**Aim of the task:** Starting at the top of the data and ending with the line that holds "use tokio::task::JoinHandle;", transcribe each line exactly; include both ends.

**Given data:**
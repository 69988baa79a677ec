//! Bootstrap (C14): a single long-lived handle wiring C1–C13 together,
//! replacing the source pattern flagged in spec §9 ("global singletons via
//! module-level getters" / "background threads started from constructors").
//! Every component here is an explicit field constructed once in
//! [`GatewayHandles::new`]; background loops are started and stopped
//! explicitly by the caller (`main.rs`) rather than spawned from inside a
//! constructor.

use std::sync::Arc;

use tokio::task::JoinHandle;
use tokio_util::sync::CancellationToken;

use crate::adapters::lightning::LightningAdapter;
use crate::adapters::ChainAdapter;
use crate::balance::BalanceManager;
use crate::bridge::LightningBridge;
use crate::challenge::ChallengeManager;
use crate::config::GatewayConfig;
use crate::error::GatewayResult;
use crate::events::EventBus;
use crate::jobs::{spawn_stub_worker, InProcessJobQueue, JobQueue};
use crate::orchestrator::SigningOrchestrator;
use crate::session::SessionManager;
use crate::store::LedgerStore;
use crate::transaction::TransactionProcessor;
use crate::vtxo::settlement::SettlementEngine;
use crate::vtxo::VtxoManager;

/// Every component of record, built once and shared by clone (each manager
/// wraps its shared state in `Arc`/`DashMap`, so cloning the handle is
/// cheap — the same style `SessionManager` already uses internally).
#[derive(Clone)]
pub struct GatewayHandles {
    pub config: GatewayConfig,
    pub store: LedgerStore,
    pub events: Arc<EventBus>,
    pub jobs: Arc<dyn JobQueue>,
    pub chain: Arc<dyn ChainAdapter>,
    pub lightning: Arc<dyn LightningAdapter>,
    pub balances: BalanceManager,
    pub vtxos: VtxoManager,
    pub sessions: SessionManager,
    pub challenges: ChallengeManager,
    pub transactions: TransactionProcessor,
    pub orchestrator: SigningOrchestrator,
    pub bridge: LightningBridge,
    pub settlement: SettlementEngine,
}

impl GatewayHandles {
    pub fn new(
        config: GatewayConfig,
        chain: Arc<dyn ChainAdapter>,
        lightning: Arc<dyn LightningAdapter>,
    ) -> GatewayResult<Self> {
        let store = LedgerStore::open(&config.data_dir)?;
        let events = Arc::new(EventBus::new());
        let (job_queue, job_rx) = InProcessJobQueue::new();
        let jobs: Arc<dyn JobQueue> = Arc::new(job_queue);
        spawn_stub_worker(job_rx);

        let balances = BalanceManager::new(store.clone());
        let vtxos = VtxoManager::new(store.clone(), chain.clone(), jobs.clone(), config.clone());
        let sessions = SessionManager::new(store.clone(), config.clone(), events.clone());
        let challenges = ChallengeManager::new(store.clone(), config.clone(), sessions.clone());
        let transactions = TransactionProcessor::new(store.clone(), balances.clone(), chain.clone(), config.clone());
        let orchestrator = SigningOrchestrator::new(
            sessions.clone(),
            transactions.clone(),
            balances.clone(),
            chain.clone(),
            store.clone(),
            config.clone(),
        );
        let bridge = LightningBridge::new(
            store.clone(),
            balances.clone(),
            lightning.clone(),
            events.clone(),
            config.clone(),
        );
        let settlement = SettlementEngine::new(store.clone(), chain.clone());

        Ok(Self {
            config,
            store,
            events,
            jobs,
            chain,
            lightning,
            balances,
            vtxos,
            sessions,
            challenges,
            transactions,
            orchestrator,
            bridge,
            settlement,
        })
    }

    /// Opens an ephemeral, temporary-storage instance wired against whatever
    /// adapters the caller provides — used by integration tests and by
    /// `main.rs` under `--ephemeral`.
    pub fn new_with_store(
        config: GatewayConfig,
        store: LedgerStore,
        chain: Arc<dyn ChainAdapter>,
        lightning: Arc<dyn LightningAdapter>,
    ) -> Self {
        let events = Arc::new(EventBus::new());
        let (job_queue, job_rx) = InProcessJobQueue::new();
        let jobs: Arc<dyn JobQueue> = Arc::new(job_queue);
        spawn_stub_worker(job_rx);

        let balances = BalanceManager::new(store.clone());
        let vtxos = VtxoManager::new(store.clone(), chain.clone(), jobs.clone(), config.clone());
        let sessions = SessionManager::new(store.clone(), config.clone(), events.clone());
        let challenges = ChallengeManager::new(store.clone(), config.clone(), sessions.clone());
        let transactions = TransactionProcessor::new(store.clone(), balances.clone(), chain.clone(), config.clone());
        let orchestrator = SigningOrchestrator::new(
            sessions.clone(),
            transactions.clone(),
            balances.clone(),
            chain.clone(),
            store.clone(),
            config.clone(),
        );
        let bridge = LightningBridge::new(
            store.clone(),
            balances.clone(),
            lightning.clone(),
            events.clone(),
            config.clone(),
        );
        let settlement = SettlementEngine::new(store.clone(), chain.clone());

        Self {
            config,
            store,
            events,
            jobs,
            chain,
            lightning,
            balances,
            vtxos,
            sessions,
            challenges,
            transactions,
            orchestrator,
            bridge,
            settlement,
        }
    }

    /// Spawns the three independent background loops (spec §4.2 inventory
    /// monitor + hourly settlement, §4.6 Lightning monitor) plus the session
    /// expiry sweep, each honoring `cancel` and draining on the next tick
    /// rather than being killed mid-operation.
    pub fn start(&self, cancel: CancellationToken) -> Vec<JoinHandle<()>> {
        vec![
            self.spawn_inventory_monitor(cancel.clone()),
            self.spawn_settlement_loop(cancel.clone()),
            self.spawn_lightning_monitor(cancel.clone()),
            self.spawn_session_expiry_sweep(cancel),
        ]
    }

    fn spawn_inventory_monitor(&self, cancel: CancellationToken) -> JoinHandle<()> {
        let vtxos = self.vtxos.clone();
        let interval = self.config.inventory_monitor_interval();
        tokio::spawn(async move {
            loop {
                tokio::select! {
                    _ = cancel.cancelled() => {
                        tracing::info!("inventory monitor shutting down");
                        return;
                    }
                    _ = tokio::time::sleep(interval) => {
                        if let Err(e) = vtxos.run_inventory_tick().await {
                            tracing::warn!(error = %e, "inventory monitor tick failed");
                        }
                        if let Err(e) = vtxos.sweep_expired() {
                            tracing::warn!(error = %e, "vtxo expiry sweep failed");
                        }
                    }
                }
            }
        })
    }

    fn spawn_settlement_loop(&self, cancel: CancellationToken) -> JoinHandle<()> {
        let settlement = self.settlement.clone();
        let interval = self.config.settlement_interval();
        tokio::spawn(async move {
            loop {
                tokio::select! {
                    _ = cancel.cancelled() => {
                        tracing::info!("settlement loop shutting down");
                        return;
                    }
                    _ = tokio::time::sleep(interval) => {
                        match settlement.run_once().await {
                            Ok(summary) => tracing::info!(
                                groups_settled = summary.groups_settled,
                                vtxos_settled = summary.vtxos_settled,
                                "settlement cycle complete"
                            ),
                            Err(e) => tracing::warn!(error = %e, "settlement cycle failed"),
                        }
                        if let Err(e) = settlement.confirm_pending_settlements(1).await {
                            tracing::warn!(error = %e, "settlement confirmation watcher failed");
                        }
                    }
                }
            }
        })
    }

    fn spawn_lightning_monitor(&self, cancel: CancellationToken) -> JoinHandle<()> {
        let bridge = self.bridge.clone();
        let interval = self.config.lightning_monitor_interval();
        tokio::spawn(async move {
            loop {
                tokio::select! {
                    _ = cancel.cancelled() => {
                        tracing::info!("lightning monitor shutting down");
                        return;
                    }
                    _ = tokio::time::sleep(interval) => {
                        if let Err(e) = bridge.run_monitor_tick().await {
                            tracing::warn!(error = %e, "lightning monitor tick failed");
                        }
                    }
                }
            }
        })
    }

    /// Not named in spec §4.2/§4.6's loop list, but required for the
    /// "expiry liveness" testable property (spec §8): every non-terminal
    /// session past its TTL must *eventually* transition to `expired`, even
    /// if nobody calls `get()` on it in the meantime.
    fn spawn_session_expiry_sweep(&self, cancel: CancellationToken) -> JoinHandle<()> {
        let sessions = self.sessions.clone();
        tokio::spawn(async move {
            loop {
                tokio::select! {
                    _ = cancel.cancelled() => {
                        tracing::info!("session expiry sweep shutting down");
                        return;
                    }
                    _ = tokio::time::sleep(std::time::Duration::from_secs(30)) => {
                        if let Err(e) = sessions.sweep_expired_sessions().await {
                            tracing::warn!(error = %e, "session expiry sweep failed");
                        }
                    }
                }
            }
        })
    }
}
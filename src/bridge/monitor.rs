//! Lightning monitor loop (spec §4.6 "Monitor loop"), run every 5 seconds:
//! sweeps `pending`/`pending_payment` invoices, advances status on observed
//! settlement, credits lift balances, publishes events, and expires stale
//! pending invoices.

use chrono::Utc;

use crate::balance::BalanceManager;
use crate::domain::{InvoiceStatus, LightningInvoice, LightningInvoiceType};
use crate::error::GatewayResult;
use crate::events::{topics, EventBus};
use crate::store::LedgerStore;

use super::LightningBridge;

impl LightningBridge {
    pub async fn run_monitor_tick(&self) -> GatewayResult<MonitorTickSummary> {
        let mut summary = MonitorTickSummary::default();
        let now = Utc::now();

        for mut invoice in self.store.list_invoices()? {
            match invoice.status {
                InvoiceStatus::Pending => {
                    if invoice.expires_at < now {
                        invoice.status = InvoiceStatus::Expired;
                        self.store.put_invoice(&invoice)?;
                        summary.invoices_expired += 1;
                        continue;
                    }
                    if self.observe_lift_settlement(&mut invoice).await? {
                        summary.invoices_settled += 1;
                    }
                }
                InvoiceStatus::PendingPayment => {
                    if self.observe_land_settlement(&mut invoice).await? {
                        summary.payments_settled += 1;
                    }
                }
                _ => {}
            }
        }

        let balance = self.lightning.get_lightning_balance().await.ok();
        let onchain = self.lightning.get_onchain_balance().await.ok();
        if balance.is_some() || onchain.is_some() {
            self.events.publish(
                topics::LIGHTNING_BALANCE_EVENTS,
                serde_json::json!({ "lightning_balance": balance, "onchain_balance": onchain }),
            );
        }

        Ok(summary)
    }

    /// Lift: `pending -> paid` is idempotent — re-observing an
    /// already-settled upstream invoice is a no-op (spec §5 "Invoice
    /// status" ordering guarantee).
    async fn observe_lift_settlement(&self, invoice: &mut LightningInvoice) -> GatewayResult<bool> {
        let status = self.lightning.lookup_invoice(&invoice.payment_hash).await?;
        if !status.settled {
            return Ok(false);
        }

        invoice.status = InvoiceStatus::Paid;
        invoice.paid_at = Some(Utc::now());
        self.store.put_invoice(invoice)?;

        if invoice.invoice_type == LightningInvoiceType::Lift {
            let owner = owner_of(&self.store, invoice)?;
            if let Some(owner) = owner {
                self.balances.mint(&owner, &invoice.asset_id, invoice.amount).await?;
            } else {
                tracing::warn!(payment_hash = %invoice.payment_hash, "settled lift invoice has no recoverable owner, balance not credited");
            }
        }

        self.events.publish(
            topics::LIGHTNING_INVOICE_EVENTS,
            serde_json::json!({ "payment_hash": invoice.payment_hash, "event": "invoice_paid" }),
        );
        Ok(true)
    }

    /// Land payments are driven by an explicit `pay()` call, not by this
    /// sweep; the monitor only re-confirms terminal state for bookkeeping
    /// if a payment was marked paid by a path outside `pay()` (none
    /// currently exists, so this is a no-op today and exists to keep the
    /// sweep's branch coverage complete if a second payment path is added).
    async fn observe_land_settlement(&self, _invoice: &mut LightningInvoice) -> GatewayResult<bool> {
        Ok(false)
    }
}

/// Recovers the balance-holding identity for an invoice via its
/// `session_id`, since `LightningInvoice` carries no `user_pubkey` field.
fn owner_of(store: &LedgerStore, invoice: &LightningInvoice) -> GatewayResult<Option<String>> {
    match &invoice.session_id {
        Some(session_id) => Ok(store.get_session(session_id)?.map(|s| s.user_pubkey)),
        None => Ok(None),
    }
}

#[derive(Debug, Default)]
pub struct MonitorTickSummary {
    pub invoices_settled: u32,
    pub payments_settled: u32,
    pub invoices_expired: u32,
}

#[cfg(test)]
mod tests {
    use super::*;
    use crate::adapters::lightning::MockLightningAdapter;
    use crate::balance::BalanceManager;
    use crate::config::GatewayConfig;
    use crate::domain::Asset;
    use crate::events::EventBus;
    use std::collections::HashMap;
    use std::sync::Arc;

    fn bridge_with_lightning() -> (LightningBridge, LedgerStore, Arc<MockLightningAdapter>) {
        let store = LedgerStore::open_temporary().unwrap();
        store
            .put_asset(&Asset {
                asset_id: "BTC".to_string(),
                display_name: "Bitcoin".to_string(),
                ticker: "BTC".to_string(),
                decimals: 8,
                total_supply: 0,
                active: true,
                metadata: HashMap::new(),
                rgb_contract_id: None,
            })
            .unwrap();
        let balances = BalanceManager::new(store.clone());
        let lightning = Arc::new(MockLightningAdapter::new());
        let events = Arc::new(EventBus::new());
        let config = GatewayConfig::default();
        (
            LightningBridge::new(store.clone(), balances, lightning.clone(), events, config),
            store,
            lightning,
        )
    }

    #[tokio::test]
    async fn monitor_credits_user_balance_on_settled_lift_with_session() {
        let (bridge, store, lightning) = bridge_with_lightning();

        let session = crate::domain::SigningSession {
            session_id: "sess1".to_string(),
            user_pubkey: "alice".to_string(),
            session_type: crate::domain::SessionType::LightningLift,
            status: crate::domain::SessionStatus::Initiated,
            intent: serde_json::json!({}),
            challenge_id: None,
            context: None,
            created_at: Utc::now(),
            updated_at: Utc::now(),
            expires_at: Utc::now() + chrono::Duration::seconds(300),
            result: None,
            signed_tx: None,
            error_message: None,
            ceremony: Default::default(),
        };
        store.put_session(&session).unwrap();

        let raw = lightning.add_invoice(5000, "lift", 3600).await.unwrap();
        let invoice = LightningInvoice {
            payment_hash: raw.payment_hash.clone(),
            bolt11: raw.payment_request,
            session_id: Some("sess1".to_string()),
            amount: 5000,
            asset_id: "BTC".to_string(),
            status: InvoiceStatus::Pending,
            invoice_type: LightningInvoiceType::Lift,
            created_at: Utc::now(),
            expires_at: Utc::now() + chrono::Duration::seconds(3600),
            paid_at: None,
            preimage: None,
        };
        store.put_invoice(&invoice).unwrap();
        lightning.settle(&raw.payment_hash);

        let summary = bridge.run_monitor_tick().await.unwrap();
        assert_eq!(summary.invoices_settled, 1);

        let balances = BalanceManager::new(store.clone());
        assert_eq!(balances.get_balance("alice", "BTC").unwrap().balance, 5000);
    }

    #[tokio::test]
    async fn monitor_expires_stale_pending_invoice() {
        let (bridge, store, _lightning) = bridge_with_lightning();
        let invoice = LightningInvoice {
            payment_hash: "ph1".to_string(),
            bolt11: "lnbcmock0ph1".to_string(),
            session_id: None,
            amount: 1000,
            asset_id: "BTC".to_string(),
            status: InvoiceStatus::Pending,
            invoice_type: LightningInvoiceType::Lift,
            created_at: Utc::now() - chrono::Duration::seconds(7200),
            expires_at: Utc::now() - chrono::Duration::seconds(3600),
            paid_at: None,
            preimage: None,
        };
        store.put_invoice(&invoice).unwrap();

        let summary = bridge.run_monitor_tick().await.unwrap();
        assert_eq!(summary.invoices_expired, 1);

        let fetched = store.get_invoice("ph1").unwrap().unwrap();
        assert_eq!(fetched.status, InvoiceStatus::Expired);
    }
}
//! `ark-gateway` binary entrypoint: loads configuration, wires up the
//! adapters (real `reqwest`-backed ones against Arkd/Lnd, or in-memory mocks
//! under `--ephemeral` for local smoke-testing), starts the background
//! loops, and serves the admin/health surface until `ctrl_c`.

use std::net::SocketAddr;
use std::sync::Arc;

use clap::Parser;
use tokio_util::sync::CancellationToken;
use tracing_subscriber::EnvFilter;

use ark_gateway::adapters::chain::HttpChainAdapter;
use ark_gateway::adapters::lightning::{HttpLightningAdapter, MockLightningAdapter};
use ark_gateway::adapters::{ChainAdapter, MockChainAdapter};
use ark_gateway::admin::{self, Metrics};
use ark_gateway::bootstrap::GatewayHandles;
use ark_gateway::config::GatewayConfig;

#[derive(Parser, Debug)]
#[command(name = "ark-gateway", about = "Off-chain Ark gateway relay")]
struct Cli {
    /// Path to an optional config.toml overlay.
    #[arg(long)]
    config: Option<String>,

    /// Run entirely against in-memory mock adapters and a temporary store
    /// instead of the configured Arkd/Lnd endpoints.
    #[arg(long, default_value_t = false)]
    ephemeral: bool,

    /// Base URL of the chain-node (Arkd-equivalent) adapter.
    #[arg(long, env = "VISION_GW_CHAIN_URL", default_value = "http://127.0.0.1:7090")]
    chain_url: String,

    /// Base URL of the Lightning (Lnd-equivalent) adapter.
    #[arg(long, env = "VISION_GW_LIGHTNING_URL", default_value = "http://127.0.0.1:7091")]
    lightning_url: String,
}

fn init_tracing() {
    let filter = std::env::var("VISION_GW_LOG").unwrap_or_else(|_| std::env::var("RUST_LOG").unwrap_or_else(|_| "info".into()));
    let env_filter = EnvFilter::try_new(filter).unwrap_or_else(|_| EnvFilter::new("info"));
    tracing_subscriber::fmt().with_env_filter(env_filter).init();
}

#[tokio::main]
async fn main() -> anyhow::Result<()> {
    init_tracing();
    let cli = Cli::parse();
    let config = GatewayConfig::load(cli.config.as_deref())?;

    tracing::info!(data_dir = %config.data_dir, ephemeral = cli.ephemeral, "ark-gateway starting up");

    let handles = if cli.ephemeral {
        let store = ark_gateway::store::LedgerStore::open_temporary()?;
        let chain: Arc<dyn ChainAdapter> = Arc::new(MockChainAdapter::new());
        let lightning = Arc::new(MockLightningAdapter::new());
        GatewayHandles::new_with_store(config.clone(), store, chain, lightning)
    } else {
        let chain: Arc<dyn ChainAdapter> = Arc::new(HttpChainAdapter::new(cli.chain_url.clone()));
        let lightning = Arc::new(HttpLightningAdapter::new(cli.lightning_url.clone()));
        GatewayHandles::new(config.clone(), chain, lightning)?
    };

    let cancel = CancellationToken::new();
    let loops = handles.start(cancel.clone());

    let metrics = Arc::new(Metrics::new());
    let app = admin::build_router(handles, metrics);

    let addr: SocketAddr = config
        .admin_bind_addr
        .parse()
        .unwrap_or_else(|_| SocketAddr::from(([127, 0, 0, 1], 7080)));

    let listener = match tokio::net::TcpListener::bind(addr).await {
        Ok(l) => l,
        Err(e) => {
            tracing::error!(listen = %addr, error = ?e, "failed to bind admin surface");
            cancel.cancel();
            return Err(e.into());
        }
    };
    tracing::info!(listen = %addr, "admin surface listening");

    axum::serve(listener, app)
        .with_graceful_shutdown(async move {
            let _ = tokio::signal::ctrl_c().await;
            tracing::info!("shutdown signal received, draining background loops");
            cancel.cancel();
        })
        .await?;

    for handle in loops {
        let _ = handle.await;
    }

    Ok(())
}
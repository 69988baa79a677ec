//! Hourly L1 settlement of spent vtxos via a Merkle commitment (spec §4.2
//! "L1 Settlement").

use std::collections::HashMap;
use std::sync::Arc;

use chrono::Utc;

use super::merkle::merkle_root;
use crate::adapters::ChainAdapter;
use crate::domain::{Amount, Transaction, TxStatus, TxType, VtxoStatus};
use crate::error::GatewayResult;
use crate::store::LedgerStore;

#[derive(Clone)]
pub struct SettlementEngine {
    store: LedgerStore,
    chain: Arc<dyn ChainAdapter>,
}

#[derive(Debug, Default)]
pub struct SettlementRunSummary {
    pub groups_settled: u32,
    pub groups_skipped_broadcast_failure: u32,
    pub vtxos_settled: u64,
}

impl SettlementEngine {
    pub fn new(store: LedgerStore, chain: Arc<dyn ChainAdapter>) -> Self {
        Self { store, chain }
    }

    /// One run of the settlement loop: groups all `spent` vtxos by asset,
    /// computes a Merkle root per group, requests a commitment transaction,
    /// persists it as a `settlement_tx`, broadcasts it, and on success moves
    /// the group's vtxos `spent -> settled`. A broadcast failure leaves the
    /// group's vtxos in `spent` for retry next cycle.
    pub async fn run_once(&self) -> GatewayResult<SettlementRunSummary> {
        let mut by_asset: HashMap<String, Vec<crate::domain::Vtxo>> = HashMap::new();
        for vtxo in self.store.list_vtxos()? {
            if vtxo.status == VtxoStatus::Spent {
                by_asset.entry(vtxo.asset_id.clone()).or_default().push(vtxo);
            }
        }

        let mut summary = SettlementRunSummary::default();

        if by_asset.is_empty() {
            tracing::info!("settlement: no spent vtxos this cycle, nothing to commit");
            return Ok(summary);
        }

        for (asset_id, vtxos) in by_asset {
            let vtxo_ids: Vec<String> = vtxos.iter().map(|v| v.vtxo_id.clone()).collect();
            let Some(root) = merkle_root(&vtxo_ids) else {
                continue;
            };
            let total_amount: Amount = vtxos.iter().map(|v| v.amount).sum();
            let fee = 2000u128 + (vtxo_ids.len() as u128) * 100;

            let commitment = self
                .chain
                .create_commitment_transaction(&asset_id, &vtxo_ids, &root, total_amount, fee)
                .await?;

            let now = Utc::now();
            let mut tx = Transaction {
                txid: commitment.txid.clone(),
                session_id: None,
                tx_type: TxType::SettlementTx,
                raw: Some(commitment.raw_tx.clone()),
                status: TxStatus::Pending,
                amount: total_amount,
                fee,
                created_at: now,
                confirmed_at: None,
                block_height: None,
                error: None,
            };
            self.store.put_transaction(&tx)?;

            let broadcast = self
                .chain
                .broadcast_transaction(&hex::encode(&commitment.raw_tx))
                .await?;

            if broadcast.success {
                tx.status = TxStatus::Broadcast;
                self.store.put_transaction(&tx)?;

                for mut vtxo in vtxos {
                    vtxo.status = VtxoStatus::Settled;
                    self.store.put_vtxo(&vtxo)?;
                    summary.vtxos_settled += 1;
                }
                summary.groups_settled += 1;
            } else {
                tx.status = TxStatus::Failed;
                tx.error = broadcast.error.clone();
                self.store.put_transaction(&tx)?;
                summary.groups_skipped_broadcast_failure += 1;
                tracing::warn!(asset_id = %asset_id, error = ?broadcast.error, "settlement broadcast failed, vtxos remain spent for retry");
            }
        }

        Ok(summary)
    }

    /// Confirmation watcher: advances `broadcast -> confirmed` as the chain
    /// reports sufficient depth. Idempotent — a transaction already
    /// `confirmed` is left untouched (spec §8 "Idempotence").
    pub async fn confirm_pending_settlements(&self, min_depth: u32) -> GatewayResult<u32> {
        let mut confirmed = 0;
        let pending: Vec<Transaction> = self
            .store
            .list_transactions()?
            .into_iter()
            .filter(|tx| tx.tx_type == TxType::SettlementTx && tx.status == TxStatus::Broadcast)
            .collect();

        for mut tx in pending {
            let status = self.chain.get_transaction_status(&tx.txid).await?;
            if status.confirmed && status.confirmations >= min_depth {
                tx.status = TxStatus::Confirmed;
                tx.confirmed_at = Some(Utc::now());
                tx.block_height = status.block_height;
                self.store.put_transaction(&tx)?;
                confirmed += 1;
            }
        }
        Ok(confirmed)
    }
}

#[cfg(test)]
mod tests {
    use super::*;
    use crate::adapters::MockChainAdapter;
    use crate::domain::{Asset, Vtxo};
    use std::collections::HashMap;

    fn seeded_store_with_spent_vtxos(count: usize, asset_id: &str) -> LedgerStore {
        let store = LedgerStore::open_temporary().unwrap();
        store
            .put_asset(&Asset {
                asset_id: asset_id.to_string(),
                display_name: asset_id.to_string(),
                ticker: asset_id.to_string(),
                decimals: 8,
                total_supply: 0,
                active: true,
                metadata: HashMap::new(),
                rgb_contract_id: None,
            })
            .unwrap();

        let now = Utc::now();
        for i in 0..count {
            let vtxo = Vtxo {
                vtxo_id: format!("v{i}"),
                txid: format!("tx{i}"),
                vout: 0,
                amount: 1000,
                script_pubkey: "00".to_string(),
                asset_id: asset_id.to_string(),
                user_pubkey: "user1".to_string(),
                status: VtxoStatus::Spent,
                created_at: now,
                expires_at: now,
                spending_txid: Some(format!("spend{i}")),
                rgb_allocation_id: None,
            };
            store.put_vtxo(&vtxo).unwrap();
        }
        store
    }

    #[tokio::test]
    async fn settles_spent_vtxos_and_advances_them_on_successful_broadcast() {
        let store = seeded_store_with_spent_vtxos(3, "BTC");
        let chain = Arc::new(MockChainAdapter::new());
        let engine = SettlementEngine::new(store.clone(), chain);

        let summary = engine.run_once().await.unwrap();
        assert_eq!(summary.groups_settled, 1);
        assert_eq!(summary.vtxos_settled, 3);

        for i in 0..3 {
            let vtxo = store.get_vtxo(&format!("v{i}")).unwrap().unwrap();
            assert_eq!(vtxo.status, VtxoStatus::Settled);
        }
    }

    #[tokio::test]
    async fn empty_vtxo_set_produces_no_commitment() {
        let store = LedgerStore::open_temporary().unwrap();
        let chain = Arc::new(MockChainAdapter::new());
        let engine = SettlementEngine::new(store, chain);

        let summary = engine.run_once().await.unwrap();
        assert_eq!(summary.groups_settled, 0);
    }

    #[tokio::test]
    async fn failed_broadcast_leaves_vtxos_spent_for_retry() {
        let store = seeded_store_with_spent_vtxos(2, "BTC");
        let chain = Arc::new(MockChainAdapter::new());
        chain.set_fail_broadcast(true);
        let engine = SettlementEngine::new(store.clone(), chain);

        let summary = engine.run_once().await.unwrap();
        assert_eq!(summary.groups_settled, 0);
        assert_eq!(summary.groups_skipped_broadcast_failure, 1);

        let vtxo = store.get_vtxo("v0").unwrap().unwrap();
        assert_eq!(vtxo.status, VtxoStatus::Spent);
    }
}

**Exercise response:**
repository 69988baa79a677ec
//! Bootstrap (C14): a single long-lived handle wiring C1–C13 together,
//! replacing the source pattern flagged in spec §9 ("global singletons via
//! module-level getters" / "background threads started from constructors").
//! Every component here is an explicit field constructed once in
//! [`GatewayHandles::new`]; background loops are started and stopped
//! explicitly by the caller (`main.rs`) rather than spawned from inside a
//! constructor.

use std::sync::Arc;

use tokio::task::JoinHandle;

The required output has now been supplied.